As the Kenyan government declared that its forces were close to achieving success after three days of carnage which has left 61 dead and 240 injured, a lethal and grim threat was emerging from the fires of the Westland shopping complex – that of international jihad.
“A multinational collection from all over the world” has descended to bring mayhem to Nairobi, were the words of Kenya’s Interior Minister Joseph Ole Lenku. The head of the military, General Julius Karangi, spoke of “foreigners from so many nations” who had taken part in the elaborate attack. “We have an idea who they are, their nationalities. We are fighting global terrorism here,” he stressed. Overnight, Kenya's Foreign Minister Amina Mohamed spoke of a British woman who had "done this many times before," as well as three Americans.
The terrorist “spectacular” with which al-Shabaab sought to demonstrate that it was not confined to Somalia was carried out by fighters from the US, Britain, Canada, Sweden, Syria, Finland, Russia, Dagestan and Kenya as well as Somalia, according to the organisation’s own tweets.
The victims, too, came from different backgrounds: 10 countries. Four of them were UK citizens, among them Ross Langdon, who held dual Australian nationality, and his partner Elif Yavuz, who was due to give birth in a few weeks’ time.
Those among the terrified hostages at the mall who failed to prove they were Muslims were selected for execution. Al-Shabaab said two Britons were among those doing the killing. They were Liban Adam, 23, and Ahmed Nasir Shirdoon, 24, both from London. Security agencies have refused to confirm their identities but acknowledge that it would be no surprise if UK citizens were involved.
Three years ago the then head of MI5, Sir Jonathan Evans, warned that Muslim extremists from the UK were increasingly switching from Pakistan to Somalia to receive training. “It is only a matter of time before we see terrorism on our streets inspired by those who are today fighting alongside al-Shabaab,” predicted Sir Jonathan. At the time, about a 100 UK passport-holders were estimated to be in Somalia. That number is believed to have grown threefold, along with others from Europe and America seeking to join the jihad. The upward trend has continued despite the recent rush to Syria.

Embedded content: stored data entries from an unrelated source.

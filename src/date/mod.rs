// Copyright (c) 2021-2024 Harry [Majored] [hello@majored.pw]
// MIT License (https://github.com/Majored/rs-async-zip/blob/main/LICENSE)

#[cfg(feature = "chrono")]
use chrono::{DateTime, Datelike, LocalResult, TimeZone, Timelike, Utc};

// https://github.com/Majored/rs-async-zip/blob/main/SPECIFICATION.md#446
// https://learn.microsoft.com/en-us/windows/win32/api/oleauto/nf-oleauto-dosdatetimetovarianttime

/// A date and time stored as per the MS-DOS representation used by ZIP files.
#[derive(Debug, Default, PartialEq, Eq, Clone, Copy, Hash)]
pub struct ZipDateTime {
    pub(crate) date: u16,
    pub(crate) time: u16,
}

impl ZipDateTime {
    /// Constructs a date and time from its raw MS-DOS date and time fields.
    pub fn from_raw(date: u16, time: u16) -> Self {
        Self { date, time }
    }

    /// Returns the raw MS-DOS date field.
    pub fn raw_date(&self) -> u16 {
        self.date
    }

    /// Returns the raw MS-DOS time field.
    pub fn raw_time(&self) -> u16 {
        self.time
    }

    /// Returns the year of this date & time.
    pub fn year(&self) -> i32 {
        (((self.date & 0xFE00) >> 9) + 1980).into()
    }

    /// Returns the month of this date & time.
    pub fn month(&self) -> u32 {
        ((self.date & 0x1E0) >> 5).into()
    }

    /// Returns the day of this date & time.
    pub fn day(&self) -> u32 {
        (self.date & 0x1F).into()
    }

    /// Returns the hour of this date & time.
    pub fn hour(&self) -> u32 {
        ((self.time & 0xF800) >> 11).into()
    }

    /// Returns the minute of this date & time.
    pub fn minute(&self) -> u32 {
        ((self.time & 0x7E0) >> 5).into()
    }

    /// Returns the second of this date & time.
    ///
    /// Note that MS-DOS has a maximum granularity of two seconds.
    pub fn second(&self) -> u32 {
        ((self.time & 0x1F) << 1).into()
    }

    /// Constructs chrono's [`DateTime`] representation of this date & time.
    ///
    /// Note that this requires the `chrono` feature.
    #[cfg(feature = "chrono")]
    pub fn as_chrono(&self) -> LocalResult<DateTime<Utc>> {
        self.into()
    }

    /// Constructs this date & time from chrono's [`DateTime`] representation.
    ///
    /// Years outside of the representable range (1980 to 2107) are clamped. Note that this requires the `chrono`
    /// feature.
    #[cfg(feature = "chrono")]
    pub fn from_chrono(dt: &DateTime<Utc>) -> Self {
        dt.into()
    }
}

#[cfg(feature = "chrono")]
impl From<&DateTime<Utc>> for ZipDateTime {
    fn from(value: &DateTime<Utc>) -> Self {
        let date = value.date_naive();
        let time = value.time();

        let year = (date.year().clamp(1980, 2107) - 1980) as u16;
        let date = (year << 9) | ((date.month() as u16) << 5) | date.day() as u16;
        let time = ((time.hour() as u16) << 11) | ((time.minute() as u16) << 5) | (time.second() as u16 >> 1);

        Self { date, time }
    }
}

#[cfg(feature = "chrono")]
impl From<&ZipDateTime> for LocalResult<DateTime<Utc>> {
    fn from(value: &ZipDateTime) -> Self {
        Utc.with_ymd_and_hms(value.year(), value.month(), value.day(), value.hour(), value.minute(), value.second())
    }
}

#[cfg(feature = "chrono")]
impl From<DateTime<Utc>> for ZipDateTime {
    fn from(value: DateTime<Utc>) -> Self {
        (&value).into()
    }
}

#[cfg(feature = "chrono")]
impl From<ZipDateTime> for LocalResult<DateTime<Utc>> {
    fn from(value: ZipDateTime) -> Self {
        (&value).into()
    }
}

The terrorist threat is one of the reasons for a heavy Western security presence in Kenya, including the British, whose military carry out training there. The SAS were put on standby but UK involvement in the operation, according to Whitehall sources, consisted of liaison work by MI6. Kenyan officials have acknowledged that Israeli and American security personnel have taken part in planning the operation to retake the complex and provided logistical support.
There were conflicting accounts on casualty figures. The Kenyan government maintained none of its forces has been killed; Western diplomatic sources report, however, that three commandos and 10 civilians they were trying to escort to safety were killed by the Islamists on Sunday evening.

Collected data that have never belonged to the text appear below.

// Copyright (c) 2021 Harry [Majored] [hello@majored.pw]
// MIT License (https://github.com/Majored/rs-async-zip/blob/main/LICENSE)

use crate::error::{Result, ZipError};

/// A compression method recognised by this crate.
///
/// Recognising a method does not imply it can be decompressed; that is decided by the
/// [`Decompressor`](crate::Decompressor) handed to [`Archive::open_entry()`](crate::Archive::open_entry).
#[derive(Debug, Clone, Copy, PartialEq, Eq, Hash)]
pub enum Compression {
    Stored,
    Deflate,
    Deflate64,
    Bz,
    Lzma,
    Zstd,
    Xz,
}

impl TryFrom<u16> for Compression {
    type Error = ZipError;

    // Convert a u16 stored with little endianness into a recognised compression method.
    // https://github.com/Majored/rs-async-zip/blob/main/SPECIFICATION.md#445
    fn try_from(value: u16) -> Result<Self> {
        match value {
            0 => Ok(Compression::Stored),
            8 => Ok(Compression::Deflate),
            9 => Ok(Compression::Deflate64),
            12 => Ok(Compression::Bz),
            14 => Ok(Compression::Lzma),
            93 => Ok(Compression::Zstd),
            95 => Ok(Compression::Xz),
            _ => Err(ZipError::UnsupportedCompression(value)),
        }
    }
}

impl From<&Compression> for u16 {
    // Convert a recognised compression method into its relevant u16 stored with little endianness.
    // https://github.com/Majored/rs-async-zip/blob/main/SPECIFICATION.md#445
    fn from(compression: &Compression) -> u16 {
        match compression {
            Compression::Stored => 0,
            Compression::Deflate => 8,
            Compression::Deflate64 => 9,
            Compression::Bz => 12,
            Compression::Lzma => 14,
            Compression::Zstd => 93,
            Compression::Xz => 95,
        }
    }
}

impl From<Compression> for u16 {
    fn from(compression: Compression) -> u16 {
        (&compression).into()
    }
}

One high-profile British terror suspect, Samantha Lewthwaite, whose husband Jermaine Lindsay was one of the 7/7 suicide bombers in London, has taken part in the assault, it has been claimed.
One British newspaper revealed that the “White Widow” was actually leading it and had been witnessed in a veil, “shouting instructions in Arabic”. It did not say why she should be using that language to a group who spoke Somali and, many of them, seemingly, English. Kenyan officials pointed out that the fighters were all men, although some of them had gone into Westgate pretending to be women, dressed in niqabs.
Later, however, Kenya's Foreign Minister, Amina Mohamed, contradicted this by telling US television that a British woman experienced in terrorist activities was involved in the siege, fuelling the speculation surrounding Lewthwaite.
In an interview with PBS she said: "From the information that we have, two or three Americans (were involved) and I think, so far, I have heard of one Brit... a woman ... and I think she has done this many times before."
Lewthwaite, 29, who grew up in Aylesbury, is not known to the law-enforcement agencies as a combatant. She is, however, seen as a facilitator and is wanted in connection with a plot to blow up a shopping centre and hotels in Mombasa two years ago. She is believed still to be engaged in clandestine activity.
UK security sources said they could not rule out that she had been involved, although it was likely to be behind the scenes. A tweet, purportedly from al-Shabaab, announced she had taken part, but its provenance could not be verified.An associate of Lewthwaite, Habib Ghani, a UK citizen from Hounslow in west London, is reported to have been shot dead along with Omar Hammami, an American from Alabama with a Syrian mother, in an al-Shabaab internal feud earlier this month.
Ghani, of Pakistani and Kenyan extraction, went on the run after Kenyan police arrested another Briton, Jermaine Grant, in Mombasa over alleged possession of explosives.
The largest group of foreign fighters is said to have come from various parts of the US including the states of Kansas, Maine, and Illinois, and the city of Minneapolis. According to evidence before the US Congress, a number of mosques in the cities of Minneapolis and St Paul were running recruitment programmes and sending volunteers to fight in Somalia.
The FBI is said to have launched an investigation into the American connection in the attack, but questions will be asked as to why Western intelligence agencies failed to track the gathering of international jihadists in Nairobi.